Top of ENTRIES SUPPLIED
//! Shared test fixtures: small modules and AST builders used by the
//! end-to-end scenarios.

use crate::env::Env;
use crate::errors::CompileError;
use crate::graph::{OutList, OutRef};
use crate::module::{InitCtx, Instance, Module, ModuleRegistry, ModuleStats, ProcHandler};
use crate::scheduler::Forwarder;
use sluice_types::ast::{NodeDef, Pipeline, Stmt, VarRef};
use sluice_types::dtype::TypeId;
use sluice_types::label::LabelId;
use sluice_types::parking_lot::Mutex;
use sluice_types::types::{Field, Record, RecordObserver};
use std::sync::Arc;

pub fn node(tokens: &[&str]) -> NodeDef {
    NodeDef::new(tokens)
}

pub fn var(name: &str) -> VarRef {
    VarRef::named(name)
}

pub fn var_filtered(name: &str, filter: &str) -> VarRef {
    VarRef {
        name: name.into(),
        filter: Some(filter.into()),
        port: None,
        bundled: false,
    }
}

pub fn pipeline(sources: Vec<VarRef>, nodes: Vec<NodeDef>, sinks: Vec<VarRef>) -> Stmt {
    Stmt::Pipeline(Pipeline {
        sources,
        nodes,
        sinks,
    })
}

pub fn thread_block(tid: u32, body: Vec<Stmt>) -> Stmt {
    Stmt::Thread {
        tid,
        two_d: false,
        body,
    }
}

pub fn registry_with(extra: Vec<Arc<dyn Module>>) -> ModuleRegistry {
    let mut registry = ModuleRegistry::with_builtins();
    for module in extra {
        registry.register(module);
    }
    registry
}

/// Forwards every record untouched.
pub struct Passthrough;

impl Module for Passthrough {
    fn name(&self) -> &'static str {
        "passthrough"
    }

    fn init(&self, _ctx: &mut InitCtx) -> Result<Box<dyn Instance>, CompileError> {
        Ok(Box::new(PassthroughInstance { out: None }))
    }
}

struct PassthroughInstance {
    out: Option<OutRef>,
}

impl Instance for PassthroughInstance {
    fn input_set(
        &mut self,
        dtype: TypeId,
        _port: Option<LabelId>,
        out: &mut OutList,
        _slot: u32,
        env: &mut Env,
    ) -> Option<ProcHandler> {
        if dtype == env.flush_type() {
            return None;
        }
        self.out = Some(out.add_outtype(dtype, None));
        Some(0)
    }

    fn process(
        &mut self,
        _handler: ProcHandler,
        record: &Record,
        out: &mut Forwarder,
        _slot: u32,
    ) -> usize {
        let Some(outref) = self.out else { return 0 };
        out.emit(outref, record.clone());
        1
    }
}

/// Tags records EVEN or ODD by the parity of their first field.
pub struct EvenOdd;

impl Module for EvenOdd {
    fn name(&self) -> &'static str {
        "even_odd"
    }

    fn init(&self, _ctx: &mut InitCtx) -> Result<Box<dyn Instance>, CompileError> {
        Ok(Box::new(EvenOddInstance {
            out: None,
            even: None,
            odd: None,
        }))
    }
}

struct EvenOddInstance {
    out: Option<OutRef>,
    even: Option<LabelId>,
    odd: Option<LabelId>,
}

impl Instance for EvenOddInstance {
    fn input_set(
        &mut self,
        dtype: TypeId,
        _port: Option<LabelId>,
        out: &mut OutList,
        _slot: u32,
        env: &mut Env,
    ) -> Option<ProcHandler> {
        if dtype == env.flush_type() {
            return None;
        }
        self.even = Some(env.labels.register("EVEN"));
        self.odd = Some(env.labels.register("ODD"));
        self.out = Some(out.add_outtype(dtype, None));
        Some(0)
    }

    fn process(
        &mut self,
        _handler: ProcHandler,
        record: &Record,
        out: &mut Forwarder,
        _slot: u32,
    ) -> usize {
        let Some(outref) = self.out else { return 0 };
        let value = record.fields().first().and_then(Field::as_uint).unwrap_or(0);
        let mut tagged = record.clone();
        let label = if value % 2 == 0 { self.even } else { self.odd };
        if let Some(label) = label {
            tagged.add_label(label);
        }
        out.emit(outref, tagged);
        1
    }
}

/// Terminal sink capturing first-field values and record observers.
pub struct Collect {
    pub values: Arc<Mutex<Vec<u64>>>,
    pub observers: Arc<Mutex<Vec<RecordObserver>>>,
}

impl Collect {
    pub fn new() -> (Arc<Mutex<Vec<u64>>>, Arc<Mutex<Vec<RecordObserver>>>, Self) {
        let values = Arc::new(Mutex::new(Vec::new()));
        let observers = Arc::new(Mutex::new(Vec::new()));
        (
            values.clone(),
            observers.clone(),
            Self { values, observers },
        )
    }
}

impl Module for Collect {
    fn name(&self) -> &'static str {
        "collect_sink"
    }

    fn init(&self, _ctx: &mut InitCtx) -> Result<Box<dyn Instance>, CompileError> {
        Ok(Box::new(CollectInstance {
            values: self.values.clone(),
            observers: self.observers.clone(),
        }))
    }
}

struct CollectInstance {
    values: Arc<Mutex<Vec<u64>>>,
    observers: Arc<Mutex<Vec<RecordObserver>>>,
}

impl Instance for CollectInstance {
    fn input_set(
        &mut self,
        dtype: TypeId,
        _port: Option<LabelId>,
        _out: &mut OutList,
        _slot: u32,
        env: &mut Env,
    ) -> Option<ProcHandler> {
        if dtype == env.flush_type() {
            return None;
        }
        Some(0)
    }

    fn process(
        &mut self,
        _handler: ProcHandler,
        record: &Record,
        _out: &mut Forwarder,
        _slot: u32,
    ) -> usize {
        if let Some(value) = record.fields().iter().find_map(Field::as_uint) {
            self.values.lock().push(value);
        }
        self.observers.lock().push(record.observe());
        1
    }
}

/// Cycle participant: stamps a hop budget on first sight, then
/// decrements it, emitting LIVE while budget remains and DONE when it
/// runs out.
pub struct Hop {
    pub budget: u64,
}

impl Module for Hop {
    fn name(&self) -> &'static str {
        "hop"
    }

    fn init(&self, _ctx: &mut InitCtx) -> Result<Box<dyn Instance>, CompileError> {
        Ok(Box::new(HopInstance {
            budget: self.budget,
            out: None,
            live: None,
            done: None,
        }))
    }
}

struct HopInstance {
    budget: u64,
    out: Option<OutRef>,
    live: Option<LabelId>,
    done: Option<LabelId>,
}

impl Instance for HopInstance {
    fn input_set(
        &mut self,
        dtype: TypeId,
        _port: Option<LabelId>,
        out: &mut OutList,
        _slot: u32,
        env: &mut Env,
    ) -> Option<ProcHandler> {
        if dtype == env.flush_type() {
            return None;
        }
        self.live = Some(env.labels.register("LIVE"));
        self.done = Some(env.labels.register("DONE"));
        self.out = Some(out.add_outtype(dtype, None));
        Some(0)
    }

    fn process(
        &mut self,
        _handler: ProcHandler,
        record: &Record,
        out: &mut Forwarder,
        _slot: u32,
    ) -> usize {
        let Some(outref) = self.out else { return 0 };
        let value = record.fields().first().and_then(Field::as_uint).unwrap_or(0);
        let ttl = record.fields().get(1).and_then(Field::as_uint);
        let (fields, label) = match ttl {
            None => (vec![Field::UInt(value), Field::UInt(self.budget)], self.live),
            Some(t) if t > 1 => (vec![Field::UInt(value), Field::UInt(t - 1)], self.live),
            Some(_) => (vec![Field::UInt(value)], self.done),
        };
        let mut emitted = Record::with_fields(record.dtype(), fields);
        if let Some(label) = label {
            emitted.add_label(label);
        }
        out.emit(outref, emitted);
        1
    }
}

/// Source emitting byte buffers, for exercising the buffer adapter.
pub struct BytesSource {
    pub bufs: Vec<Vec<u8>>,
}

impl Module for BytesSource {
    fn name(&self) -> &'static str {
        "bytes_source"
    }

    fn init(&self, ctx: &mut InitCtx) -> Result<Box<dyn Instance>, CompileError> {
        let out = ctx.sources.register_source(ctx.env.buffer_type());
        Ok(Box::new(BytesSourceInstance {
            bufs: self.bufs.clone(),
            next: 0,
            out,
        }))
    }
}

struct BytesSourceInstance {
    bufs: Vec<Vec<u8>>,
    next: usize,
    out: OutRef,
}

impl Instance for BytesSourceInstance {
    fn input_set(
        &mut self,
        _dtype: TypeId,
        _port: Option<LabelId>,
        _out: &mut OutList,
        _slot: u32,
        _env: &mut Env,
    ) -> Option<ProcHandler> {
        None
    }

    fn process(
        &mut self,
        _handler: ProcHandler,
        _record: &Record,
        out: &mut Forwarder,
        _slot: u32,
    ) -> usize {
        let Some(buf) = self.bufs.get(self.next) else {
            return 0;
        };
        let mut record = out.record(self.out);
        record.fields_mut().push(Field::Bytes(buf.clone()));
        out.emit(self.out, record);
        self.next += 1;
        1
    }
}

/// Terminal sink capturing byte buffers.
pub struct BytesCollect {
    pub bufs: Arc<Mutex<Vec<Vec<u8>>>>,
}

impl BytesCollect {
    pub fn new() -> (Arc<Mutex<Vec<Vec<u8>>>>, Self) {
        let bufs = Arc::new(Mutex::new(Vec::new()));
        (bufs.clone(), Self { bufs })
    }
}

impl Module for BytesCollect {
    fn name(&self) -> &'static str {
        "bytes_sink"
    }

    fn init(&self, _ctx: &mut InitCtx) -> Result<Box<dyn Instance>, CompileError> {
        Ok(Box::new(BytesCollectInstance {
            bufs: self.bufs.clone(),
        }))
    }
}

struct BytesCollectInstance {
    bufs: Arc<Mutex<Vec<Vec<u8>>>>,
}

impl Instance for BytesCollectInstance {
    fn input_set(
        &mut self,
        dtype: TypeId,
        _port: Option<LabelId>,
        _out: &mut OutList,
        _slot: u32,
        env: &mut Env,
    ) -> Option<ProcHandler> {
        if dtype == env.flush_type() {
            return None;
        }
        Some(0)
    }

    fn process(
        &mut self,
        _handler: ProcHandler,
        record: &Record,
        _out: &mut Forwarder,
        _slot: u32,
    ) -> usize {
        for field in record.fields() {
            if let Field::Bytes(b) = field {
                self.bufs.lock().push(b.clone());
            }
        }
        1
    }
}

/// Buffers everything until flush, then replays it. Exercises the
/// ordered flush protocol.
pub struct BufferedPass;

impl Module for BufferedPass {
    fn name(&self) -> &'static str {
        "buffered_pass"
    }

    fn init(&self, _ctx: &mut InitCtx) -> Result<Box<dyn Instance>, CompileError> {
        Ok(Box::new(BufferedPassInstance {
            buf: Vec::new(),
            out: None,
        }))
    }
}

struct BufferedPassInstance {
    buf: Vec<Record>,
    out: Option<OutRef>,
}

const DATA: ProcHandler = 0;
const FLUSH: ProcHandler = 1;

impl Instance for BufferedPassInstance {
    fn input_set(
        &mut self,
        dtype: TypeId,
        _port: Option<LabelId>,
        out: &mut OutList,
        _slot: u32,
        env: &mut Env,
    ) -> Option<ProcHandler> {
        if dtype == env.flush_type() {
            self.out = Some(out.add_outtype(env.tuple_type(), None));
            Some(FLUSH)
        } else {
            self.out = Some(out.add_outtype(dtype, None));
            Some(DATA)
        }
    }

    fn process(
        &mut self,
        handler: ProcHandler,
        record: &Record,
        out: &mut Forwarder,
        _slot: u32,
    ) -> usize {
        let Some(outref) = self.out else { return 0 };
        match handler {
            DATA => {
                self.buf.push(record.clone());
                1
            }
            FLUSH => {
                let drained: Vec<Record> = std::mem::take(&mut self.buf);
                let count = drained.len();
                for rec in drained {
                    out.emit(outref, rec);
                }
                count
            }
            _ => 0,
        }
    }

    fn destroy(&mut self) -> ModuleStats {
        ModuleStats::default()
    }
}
Bottom of ENTRIES SUPPLIED
Locate all lines in the listing above with the word "NodeDef". Copy them.

### RESPONSE
use sluice_types::ast::{NodeDef, Pipeline, Stmt, VarRef};
pub fn node(tokens: &[&str]) -> NodeDef {
    NodeDef::new(tokens)
pub fn pipeline(sources: Vec<VarRef>, nodes: Vec<NodeDef>, sinks: Vec<VarRef>) -> Stmt {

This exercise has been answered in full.